Imam an-Nawawi rahimahullah berkata, “Disunnahkan untuk mengaqiqahi seorang anak laki-laki dengan dua ekor kambing dan anak perempuan dengan satu ekor kambing. Umur kambing, terbebasnya dari cacat, makan dan mensedekahkannya sama sebagaimana pelaksanaan hewan qurban.” (Minhaj at-Thalibin).

Abdurrahman bin Ibrahim al-Maqdisi rahimahullah menjelaskan dalam kitab Al-Uddah Syarh Al-Umdah bahwa jika tidak bisa aqiqah pada hari ketujuh maka dilaksanan pada hari keempat belas, dan jika tidak bisa maka dilaksanakan pada hari keduapuluh satu.

Syaikh Muhammad bin Sholih al-Utsaimin rahimahullah menjelaskan tentang hukum aqiqah seorang bayi yang meninggal setelah lahir, beliau berkata, “Jika seorang anak telah lahir setelah melewati fase empat bulan (Di kandungan) maka dia diaqiqahi dan diberi nama pula, karena setelah empat puluh hari ditiupkan kepadanya ruh dan dibangkitkan pada hari kiamat.” (Liqa al-Bab al-Maftuh).

Syaikh al-Utsaimin rahimahullah juga menjelaskan bahwa sebagian ulama berpendapat bahwa jika seorang anak meninggal sebelum hari ketujuh maka gugurlah aqiqahnya karena aqiqah itu disyariatkan pada hari ketujuh setelah kelahirannya. Hanya saja beliau rahimahullah tetap menganjurkan bagi orang yang memiliki kemampuan untuk tetap aqiqah. Anjuran melaksanakan aqiqah adalah tanggung jawab seorang ayah yang menanggung nafkah anak, bukan ibu maupun anaknya.

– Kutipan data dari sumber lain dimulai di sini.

//! # mercado-engine: Mutating Operations for Mercado POS
//!
//! Every write that changes stock, debt or the catalog goes through this
//! crate, against whichever store the active session routes to.
//!
//! ## Operation Flow
//! ```text
//! ┌─────────────────────────────────────────────────────────────────────────┐
//! │                        Mercado Engine                                   │
//! │                                                                         │
//! │   UI collaborator                                                       │
//! │        │  SaleDraft / payment / ImportDataset / catalog edit            │
//! │        ▼                                                                │
//! │   ┌──────────────────────────────────────────────────────────────┐     │
//! │   │ validate ─► read pre-state ─► stage writes ─► conditional    │     │
//! │   │                                               commit         │     │
//! │   │      ▲                                          │ Conflict   │     │
//! │   │      └──────────── backoff, re-read ◄───────────┘            │     │
//! │   └───────────────────────────────┬──────────────────────────────┘     │
//! │                                   │ CommitReceipt                       │
//! │                                   ▼                                     │
//! │   demo: reload touched collections    cloud: subscription delivers     │
//! │                                   │                                     │
//! │                                   ▼                                     │
//! │                    notification (success / warning / error)            │
//! └─────────────────────────────────────────────────────────────────────────┘
//! ```
//!
//! ## Modules
//!
//! - [`sale`] - Atomic sale: stock, sale record, counter, client debt
//! - [`ledger`] - Debt payments and payment history
//! - [`import`] - Spreadsheet reconciliation into categories and products
//! - [`catalog`] - CRUD for reference data and business configuration
//! - [`admin`] - Demo-only history wipes and reset
//! - [`retry`] - Conflict retry with exponential backoff
//! - [`error`] - Engine error taxonomy

// =============================================================================
// Module Declarations
// =============================================================================

pub mod admin;
pub mod catalog;
pub mod error;
pub mod import;
pub mod ledger;
pub mod retry;
pub mod sale;

// =============================================================================
// Re-exports for Convenience
// =============================================================================

pub use admin::AdminActions;
pub use catalog::Catalog;
pub use error::{EngineError, EngineResult};
pub use import::{ImportReconciler, ImportSummary};
pub use ledger::CreditLedger;
pub use sale::{sale_number, SaleProcessor};

use mercado_sync::{SessionContext, DEFAULT_LOG_FILTER};
use tracing::debug;
use tracing_subscriber::EnvFilter;

/// All operations bound to one session.
#[derive(Debug, Clone)]
pub struct Engine {
    pub sales: SaleProcessor,
    pub ledger: CreditLedger,
    pub imports: ImportReconciler,
    pub catalog: Catalog,
    pub admin: AdminActions,
}

impl Engine {
    pub fn new(ctx: SessionContext) -> Self {
        Self {
            sales: SaleProcessor::new(ctx.clone()),
            ledger: CreditLedger::new(ctx.clone()),
            imports: ImportReconciler::new(ctx.clone()),
            catalog: Catalog::new(ctx.clone()),
            admin: AdminActions::new(ctx),
        }
    }
}

// =============================================================================
// Tracing
// =============================================================================

/// Installs the global tracing subscriber.
///
/// `RUST_LOG` wins when set; otherwise [`DEFAULT_LOG_FILTER`].
pub fn init_tracing() {
    let filter = EnvFilter::try_from_default_env()
        .unwrap_or_else(|_| EnvFilter::new(DEFAULT_LOG_FILTER));
    install(filter);
}

/// Installs the global tracing subscriber with an explicit filter, usually
/// `MercadoConfig::logging.filter`.
pub fn init_tracing_with(directives: &str) {
    let filter = EnvFilter::try_new(directives).unwrap_or_else(|_| EnvFilter::new(DEFAULT_LOG_FILTER));
    install(filter);
}

fn install(filter: EnvFilter) {
    if tracing_subscriber::fmt()
        .with_env_filter(filter)
        .with_target(true)
        .try_init()
        .is_err()
    {
        debug!("Tracing subscriber already installed");
    }
}
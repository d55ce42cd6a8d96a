//! # Notification Sink
//!
//! Every mutating operation reports its outcome as a `(message, severity)`
//! event. Rendering (toasts, status bar, logs) belongs to whoever implements
//! [`NotificationSink`].
//!
//! ```text
//!   SaleProcessor ──┐
//!   CreditLedger  ──┼──► dyn NotificationSink ──► TracingSink  (logs)
//!   ImportRecon.. ──┤                         ──► ChannelSink  (UI / tests)
//!   SyncController ─┘                         ──► NoOpSink
//! ```

use std::fmt;

use serde::{Deserialize, Serialize};
use tokio::sync::mpsc;
use tracing::{error, info, warn};

#[derive(Debug, Clone, Copy, PartialEq, Eq, Serialize, Deserialize)]
#[serde(rename_all = "snake_case")]
pub enum Severity {
    Success,
    Info,
    Warning,
    Error,
}

impl fmt::Display for Severity {
    fn fmt(&self, f: &mut fmt::Formatter<'_>) -> fmt::Result {
        match self {
            Severity::Success => write!(f, "success"),
            Severity::Info => write!(f, "info"),
            Severity::Warning => write!(f, "warning"),
            Severity::Error => write!(f, "error"),
        }
    }
}

#[derive(Debug, Clone, PartialEq, Eq, Serialize, Deserialize)]
pub struct Notification {
    pub message: String,
    pub severity: Severity,
}

impl Notification {
    pub fn new(message: impl Into<String>, severity: Severity) -> Self {
        Self {
            message: message.into(),
            severity,
        }
    }
}

/// Receives outcome events from the engine.
///
/// Implementations must not block: `notify` is called from inside async
/// operations.
pub trait NotificationSink: Send + Sync + fmt::Debug {
    fn notify(&self, notification: Notification);

    fn success(&self, message: impl Into<String>)
    where
        Self: Sized,
    {
        self.notify(Notification::new(message, Severity::Success));
    }

    fn warning(&self, message: impl Into<String>)
    where
        Self: Sized,
    {
        self.notify(Notification::new(message, Severity::Warning));
    }

    fn error(&self, message: impl Into<String>)
    where
        Self: Sized,
    {
        self.notify(Notification::new(message, Severity::Error));
    }
}

/// Convenience for `dyn NotificationSink` handles.
pub fn emit(sink: &dyn NotificationSink, severity: Severity, message: impl Into<String>) {
    sink.notify(Notification::new(message, severity));
}

/// Discards everything.
#[derive(Debug, Default, Clone, Copy)]
pub struct NoOpSink;

impl NotificationSink for NoOpSink {
    fn notify(&self, _notification: Notification) {}
}

/// Forwards notifications to `tracing`.
#[derive(Debug, Default, Clone, Copy)]
pub struct TracingSink;

impl NotificationSink for TracingSink {
    fn notify(&self, n: Notification) {
        match n.severity {
            Severity::Success | Severity::Info => info!(target: "mercado::notify", "{}", n.message),
            Severity::Warning => warn!(target: "mercado::notify", "{}", n.message),
            Severity::Error => error!(target: "mercado::notify", "{}", n.message),
        }
    }
}

/// Pushes notifications into an unbounded channel.
#[derive(Debug, Clone)]
pub struct ChannelSink {
    tx: mpsc::UnboundedSender<Notification>,
}

impl ChannelSink {
    pub fn new() -> (Self, mpsc::UnboundedReceiver<Notification>) {
        let (tx, rx) = mpsc::unbounded_channel();
        (Self { tx }, rx)
    }
}

impl NotificationSink for ChannelSink {
    fn notify(&self, notification: Notification) {
        // Receiver gone means nobody is listening any more.
        let _ = self.tx.send(notification);
    }
}
//! # Remote Transactional Store Adapter
//!
//! [`DocumentStore`] over the shared cloud document database.
//!
//! ## Contract
//! ```text
//! ┌─────────────────────────────────────────────────────────────────────────┐
//! │  Remote document database                                               │
//! │                                                                         │
//! │  • live subscriptions       every commit pushes a full snapshot of the  │
//! │                             touched collections to all subscribers      │
//! │  • conditional commits      version preconditions, all-or-nothing       │
//! │  • batch ceiling            > max_batch_ops writes → BatchTooLarge      │
//! │  • outages                  every call → Unavailable                    │
//! └─────────────────────────────────────────────────────────────────────────┘
//! ```
//!
//! Handles are cheap to clone and every clone talks to the same database,
//! which is how two registers racing for the same product are modelled.
//! The database state lives in process; connectivity is controlled with
//! [`RemoteStore::set_available`].

use std::collections::{BTreeMap, HashMap};
use std::sync::atomic::{AtomicBool, AtomicU64, Ordering};
use std::sync::Arc;

use async_trait::async_trait;
use tokio::sync::{watch, Mutex};
use tracing::{debug, info, warn};

use crate::error::{StoreError, StoreResult};
use crate::model::{Collection, Commit, CommitReceipt, Document, Snapshot, WriteOp};
use crate::store::{DocumentStore, StoreKind, Subscription};

/// Default per-commit write ceiling, below the backend's hard limit of 500.
pub const DEFAULT_MAX_BATCH_OPS: usize = 450;

#[derive(Debug, Clone)]
pub struct RemoteConfig {
    /// Default: [`DEFAULT_MAX_BATCH_OPS`]
    pub max_batch_ops: usize,
}

impl Default for RemoteConfig {
    fn default() -> Self {
        Self {
            max_batch_ops: DEFAULT_MAX_BATCH_OPS,
        }
    }
}

impl RemoteConfig {
    pub fn max_batch_ops(mut self, max: usize) -> Self {
        self.max_batch_ops = max;
        self
    }
}

type Collections = HashMap<Collection, BTreeMap<String, Document>>;

#[derive(Debug)]
struct RemoteInner {
    config: RemoteConfig,
    state: Mutex<Collections>,
    watchers: HashMap<Collection, watch::Sender<Snapshot>>,
    available: AtomicBool,
    commits: AtomicU64,
}

#[derive(Debug, Clone)]
pub struct RemoteStore {
    inner: Arc<RemoteInner>,
}

impl RemoteStore {
    pub fn connect(config: RemoteConfig) -> Self {
        info!(max_batch_ops = config.max_batch_ops, "Remote store adapter ready");
        let watchers = Collection::ALL
            .into_iter()
            .map(|c| (c, watch::channel(Arc::new(Vec::new())).0))
            .collect();
        Self {
            inner: Arc::new(RemoteInner {
                config,
                state: Mutex::new(HashMap::new()),
                watchers,
                available: AtomicBool::new(true),
                commits: AtomicU64::new(0),
            }),
        }
    }

    /// Simulates losing or regaining connectivity.
    pub fn set_available(&self, available: bool) {
        let was = self.inner.available.swap(available, Ordering::SeqCst);
        if was != available {
            if available {
                info!("Remote store reachable again");
            } else {
                warn!("Remote store unreachable");
            }
        }
    }

    pub fn is_available(&self) -> bool {
        self.inner.available.load(Ordering::SeqCst)
    }

    /// Number of commits applied since connect.
    pub fn commit_count(&self) -> u64 {
        self.inner.commits.load(Ordering::SeqCst)
    }

    fn ensure_available(&self) -> StoreResult<()> {
        if self.is_available() {
            Ok(())
        } else {
            Err(StoreError::Unavailable("remote store unreachable".to_string()))
        }
    }

    fn snapshot_of(state: &Collections, collection: Collection) -> Snapshot {
        Arc::new(
            state
                .get(&collection)
                .map(|docs| docs.values().cloned().collect())
                .unwrap_or_default(),
        )
    }
}

impl Default for RemoteStore {
    fn default() -> Self {
        Self::connect(RemoteConfig::default())
    }
}

#[async_trait]
impl DocumentStore for RemoteStore {
    fn kind(&self) -> StoreKind {
        StoreKind::Remote
    }

    fn max_batch_ops(&self) -> usize {
        self.inner.config.max_batch_ops
    }

    async fn get(&self, collection: Collection, id: &str) -> StoreResult<Option<Document>> {
        self.ensure_available()?;
        let state = self.inner.state.lock().await;
        Ok(state.get(&collection).and_then(|docs| docs.get(id)).cloned())
    }

    async fn list(&self, collection: Collection) -> StoreResult<Vec<Document>> {
        self.ensure_available()?;
        let state = self.inner.state.lock().await;
        Ok(Self::snapshot_of(&state, collection).as_ref().clone())
    }

    async fn commit(&self, commit: Commit) -> StoreResult<CommitReceipt> {
        self.ensure_available()?;

        let max = self.inner.config.max_batch_ops;
        if commit.writes.len() > max {
            return Err(StoreError::BatchTooLarge {
                ops: commit.writes.len(),
                max,
            });
        }

        let mut state = self.inner.state.lock().await;

        for pre in &commit.preconditions {
            let current = state
                .get(&pre.collection)
                .and_then(|docs| docs.get(&pre.id))
                .map(|doc| doc.version);
            if !pre.holds(current) {
                debug!(collection = %pre.collection, id = %pre.id, "Remote precondition failed");
                return Err(pre.conflict());
            }
        }

        // Stage every write against an overlay first so that a failing
        // Update leaves the database untouched.
        let mut staged: BTreeMap<(Collection, String), Option<Document>> = BTreeMap::new();
        for write in &commit.writes {
            let key = (write.collection(), write.id().to_string());
            let current = match staged.get(&key) {
                Some(doc) => doc.clone(),
                None => state
                    .get(&key.0)
                    .and_then(|docs| docs.get(&key.1))
                    .cloned(),
            };
            let next_version = current.as_ref().map(|d| d.version + 1).unwrap_or(1);

            let next = match write {
                WriteOp::Set { id, data, .. } => Some(Document {
                    id: id.clone(),
                    version: next_version,
                    data: data.clone(),
                }),
                WriteOp::Update {
                    collection,
                    id,
                    fields,
                } => {
                    let mut doc = current
                        .ok_or_else(|| StoreError::not_found(collection.as_str(), id.as_str()))?;
                    for (k, v) in fields {
                        doc.data.insert(k.clone(), v.clone());
                    }
                    doc.version = next_version;
                    Some(doc)
                }
                WriteOp::Delete { .. } => None,
            };
            staged.insert(key, next);
        }

        for ((collection, id), doc) in staged {
            let docs = state.entry(collection).or_default();
            match doc {
                Some(doc) => {
                    docs.insert(id, doc);
                }
                None => {
                    docs.remove(&id);
                }
            }
        }

        let collections = commit.collections();
        for collection in &collections {
            if let Some(sender) = self.inner.watchers.get(collection) {
                sender.send_replace(Self::snapshot_of(&state, *collection));
            }
        }
        self.inner.commits.fetch_add(1, Ordering::SeqCst);
        debug!(writes = commit.writes.len(), ?collections, "Remote commit applied");

        Ok(CommitReceipt {
            writes: commit.writes.len(),
            collections,
        })
    }

    async fn subscribe(&self, collection: Collection) -> StoreResult<Subscription> {
        self.ensure_available()?;
        let sender = self
            .inner
            .watchers
            .get(&collection)
            .ok_or_else(|| StoreError::Internal(format!("no watcher for {collection}")))?;
        Ok(Subscription::new(collection, sender.subscribe()))
    }
}

#[cfg(test)]
mod tests {
    use super::*;
    use crate::model::Precondition;
    use serde_json::{json, Map, Value};

    fn body(v: Value) -> Map<String, Value> {
        v.as_object().cloned().unwrap_or_default()
    }

    #[tokio::test]
    async fn test_batch_ceiling() {
        let store = RemoteStore::connect(RemoteConfig::default().max_batch_ops(2));
        let commit = (0..3).fold(Commit::new(), |c, i| {
            c.set(Collection::Products, format!("p{i}"), Map::new())
        });
        let err = store.commit(commit).await.unwrap_err();
        assert!(matches!(err, StoreError::BatchTooLarge { ops: 3, max: 2 }));
        assert!(store.list(Collection::Products).await.unwrap().is_empty());
    }

    #[tokio::test]
    async fn test_two_handles_race_one_wins() {
        let register_a = RemoteStore::default();
        let register_b = register_a.clone();
        register_a
            .commit(Commit::new().set(Collection::Products, "p1", body(json!({"stock": 1}))))
            .await
            .unwrap();

        let seen_a = register_a.get(Collection::Products, "p1").await.unwrap();
        let seen_b = register_b.get(Collection::Products, "p1").await.unwrap();

        let sell = |seen: Option<Document>| {
            Commit::new()
                .require(Precondition::from_read(Collection::Products, "p1", seen.as_ref()))
                .update(Collection::Products, "p1", body(json!({"stock": 0})))
        };

        assert!(register_a.commit(sell(seen_a)).await.is_ok());
        let err = register_b.commit(sell(seen_b)).await.unwrap_err();
        assert!(err.is_retryable());
        assert_eq!(register_a.commit_count(), 2);
    }

    #[tokio::test]
    async fn test_unavailable_fails_every_call() {
        let store = RemoteStore::default();
        store.set_available(false);
        assert!(matches!(
            store.list(Collection::Sales).await,
            Err(StoreError::Unavailable(_))
        ));
        assert!(store.subscribe(Collection::Sales).await.is_err());
        store.set_available(true);
        assert!(store.list(Collection::Sales).await.is_ok());
    }

    #[tokio::test]
    async fn test_set_then_update_in_same_commit() {
        let store = RemoteStore::default();
        store
            .commit(
                Commit::new()
                    .set(Collection::Clients, "c1", body(json!({"debt": 0})))
                    .update(Collection::Clients, "c1", body(json!({"debt": 5}))),
            )
            .await
            .unwrap();
        let doc = store.get(Collection::Clients, "c1").await.unwrap().unwrap();
        assert_eq!(doc.version, 2);
        assert_eq!(doc.data["debt"], 5);
    }

    #[tokio::test]
    async fn test_subscribers_see_commits() {
        let store = RemoteStore::default();
        let mut sub = store.subscribe(Collection::Expenses).await.unwrap();
        store
            .commit(Commit::new().set(Collection::Expenses, "e1", body(json!({"amount": 3}))))
            .await
            .unwrap();
        let snapshot = sub.next().await.unwrap();
        assert_eq!(snapshot.len(), 1);
    }
}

Ketika waktu dianjurkannya aqiqah dan sang ayah dalam keadaan tidak mampu maka ia tidak diperintahkan untuk aqiqah karena prinsip ketaqwaan dibangun di atas batas kemampuan seorang hamba.

Allah Ta’ala berfirman:

لَا يُكَلِّفُ اللَّهُ نَفْسًا إِلَّا وُسْعَهَا

 “Allah tidak membebani seseorang melainkan sesuai dengan kesanggupannya.” (QS. Al-Baqarah: 286)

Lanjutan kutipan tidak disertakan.